Paajanen, Hannu; Pulliainen, Lea; Hendolin, Niilo; Hermunen, Heikki; Helle, Markku; Dean, Peter B.
July 2001
American Surgeon;Jul2001, Vol. 67 Issue 7, p648
Academic Journal
A nationwide mammographic screening of women ages 50 to 59 years commenced in Finland in January 1987. We studied the demands of screening on surgical inpatient services by comparing the treatment strategy, volume of breast biopsies, and hospital stay before and after implementation of mass screening of women age 50 to 59. Approximately 20 patients per 100,000 inhabitants were referred annually from mass screening for surgical biopsies, in half of which cancer was detected. In 1985 through 1986 (before screening) we operated on 134 patients suspected of having breast cancer. After the first (in 1990) and the second (in 1995) round of mammographic screening we operated on 161 patients in 2 years suspected of having breast cancer. Concurrently 25 of 92 cancers (27%) were found only because of the screening.

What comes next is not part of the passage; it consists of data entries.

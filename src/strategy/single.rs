//! Single instruction strategy
//!
//! Runs one instruction against an accounts CSV file instead of a JSON Lines
//! request file. The response envelope goes to the output writer; the
//! resulting account states can also be written back out as CSV.

use crate::core::{InstructionProcessor, ResultBuilder};
use crate::io::csv_format::{read_accounts_csv, write_accounts_csv};
use crate::io::json_format::write_envelope;
use crate::strategy::ProcessingStrategy;
use crate::types::{AccountSnapshot, InputError, ProcessingResult};
use std::fs::File;
use std::io::{BufWriter, Write};
use std::path::{Path, PathBuf};
use std::sync::Arc;
use tracing::info;

/// Single instruction processing strategy
///
/// The input path of [`ProcessingStrategy::process`] is the accounts CSV
/// (`id,balance,currency`).
#[derive(Debug, Clone)]
pub struct SingleInstructionStrategy {
    processor: Arc<InstructionProcessor>,
    instruction: String,
    accounts_out: Option<PathBuf>,
}

impl SingleInstructionStrategy {
    /// Create a new SingleInstructionStrategy
    ///
    /// # Arguments
    ///
    /// * `processor` - Shared instruction processor
    /// * `instruction` - The instruction to run
    /// * `accounts_out` - Optional CSV path for the resulting account states
    pub fn new(
        processor: Arc<InstructionProcessor>,
        instruction: impl Into<String>,
        accounts_out: Option<PathBuf>,
    ) -> Self {
        Self {
            processor,
            instruction: instruction.into(),
            accounts_out,
        }
    }
}

impl ProcessingStrategy for SingleInstructionStrategy {
    /// Process the instruction against the accounts file
    ///
    /// A rejected instruction still writes its 400 envelope, and the accounts
    /// CSV (if requested) then lists every account unchanged.
    fn process(&self, input_path: &Path, output: &mut dyn Write) -> Result<(), InputError> {
        let accounts = read_accounts_csv(input_path)?;
        info!(accounts = accounts.len(), path = %input_path.display(), "accounts loaded");

        let result = self.processor.process(&accounts, self.instruction.trim());
        write_envelope(&ResultBuilder::envelope(&result), output)?;
        output.flush()?;

        if let Some(path) = &self.accounts_out {
            let snapshots: Vec<AccountSnapshot> = match &result {
                ProcessingResult::Success(summary) => summary.accounts.clone(),
                ProcessingResult::Failure(_) => accounts.iter().map(|a| a.unchanged()).collect(),
            };
            let mut file = BufWriter::new(File::create(path)?);
            write_accounts_csv(&snapshots, &mut file)?;
            file.flush()?;
        }

        Ok(())
    }
}

#[cfg(test)]
mod tests {
    use super::*;
    use crate::types::ResponseEnvelope;
    use rust_decimal::Decimal;
    use tempfile::{tempdir, NamedTempFile};

    fn create_temp_csv(content: &str) -> NamedTempFile {
        let mut file = NamedTempFile::new().expect("Failed to create temp file");
        file.write_all(content.as_bytes())
            .expect("Failed to write to temp file");
        file.flush().expect("Failed to flush temp file");
        file
    }

    fn run(instruction: &str, out: Option<PathBuf>) -> ResponseEnvelope {
        let accounts = create_temp_csv("id,balance,currency\nA,500,NGN\nB,100,NGN\nC,7,NGN\n");
        let strategy = SingleInstructionStrategy::new(
            Arc::new(InstructionProcessor::default()),
            instruction,
            out,
        );
        let mut output = Vec::new();

        strategy.process(accounts.path(), &mut output).unwrap();

        serde_json::from_slice(output.trim_ascii_end()).unwrap()
    }

    #[test]
    fn test_single_strategy_writes_envelope_and_accounts() {
        let dir = tempdir().unwrap();
        let out = dir.path().join("accounts-out.csv");

        let envelope = run("  DEBIT A 200 NGN; CREDIT B 200 NGN  ", Some(out.clone()));

        assert_eq!(envelope.http_status, 200);
        let text = std::fs::read_to_string(&out).unwrap();
        assert_eq!(
            text,
            "id,balance,balance_before,currency\nA,300,500,NGN\nB,300,100,NGN\nC,7,7,NGN\n"
        );
    }

    #[test]
    fn test_single_strategy_rejection_keeps_accounts() {
        let dir = tempdir().unwrap();
        let out = dir.path().join("accounts-out.csv");

        let envelope = run("DEBIT A 900 NGN; CREDIT B 900 NGN", Some(out.clone()));

        assert_eq!(envelope.http_status, 400);
        let text = std::fs::read_to_string(&out).unwrap();
        assert!(text.contains("A,500,500,NGN"));
        assert!(text.contains("B,100,100,NGN"));
    }

    #[test]
    fn test_single_strategy_without_accounts_out() {
        let envelope = run("DEBIT A 1 NGN; CREDIT C 1 NGN", None);

        let summary = envelope.transfer().unwrap();
        assert_eq!(summary.account("C").unwrap().balance, Decimal::new(8, 0));
    }

    #[test]
    fn test_single_strategy_missing_accounts_file() {
        let strategy = SingleInstructionStrategy::new(
            Arc::new(InstructionProcessor::default()),
            "DEBIT A 1; CREDIT B 1",
            None,
        );
        let mut output = Vec::new();

        let result = strategy.process(Path::new("missing.csv"), &mut output);

        assert_eq!(result.unwrap_err(), InputError::file_not_found("missing.csv"));
    }
}
//! # accounthub-database
//!
//! PostgreSQL database connection management and concrete repository
//! implementations for Accounthub entities. Repositories expose only the
//! narrow operations the core needs: select-by-identifier,
//! delete-by-identifier, insert (atomic rotation), and count-where.

pub mod connection;
pub mod migration;
pub mod repositories;

pub use connection::DatabasePool;
//! Logging configuration.

use serde::{Deserialize, Serialize};

/// Logging configuration.
#[derive(Debug, Clone, Serialize, Deserialize)]
pub struct LoggingConfig {
    /// Log level filter (e.g. `"info"`, `"accounthub=debug,info"`).
    #[serde(default = "default_level")]
    pub level: String,
    /// Output format: `"pretty"` or `"json"`.
    #[serde(default = "default_format")]
    pub format: String,
}

impl Default for LoggingConfig {
    fn default() -> Self {
        Self {
            level: default_level(),
            format: default_format(),
        }
    }
}

fn default_level() -> String {
    "info".to_string()
}

fn default_format() -> String {
    "pretty".to_string()
}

Before the screening period clinical symptoms and palpable tumors were cause for referral to surgery in 84 per cent of the cases and abnormal mammography in only 16 per cent. During screening these ratios were 34 and 61 per cent, respectively. The number of Tis-1 cancers (<2 cm) increased from 44 per cent before screening to 70 per cent during screening. In contrast the number of T2 cancers (2-4 cm) decreased from 40 to 20 per cent. The mammographic screening did not increase the hospital stay of patients. We conclude that the mammographic screening program of all women age 50 to 59 years increased the number of surgical biopsies in our hospital by only 30 per cent. Breast cancer was found at an earlier stage during screening. More than one-fourth of breast cancers are currently found through the mass screening program in Finland.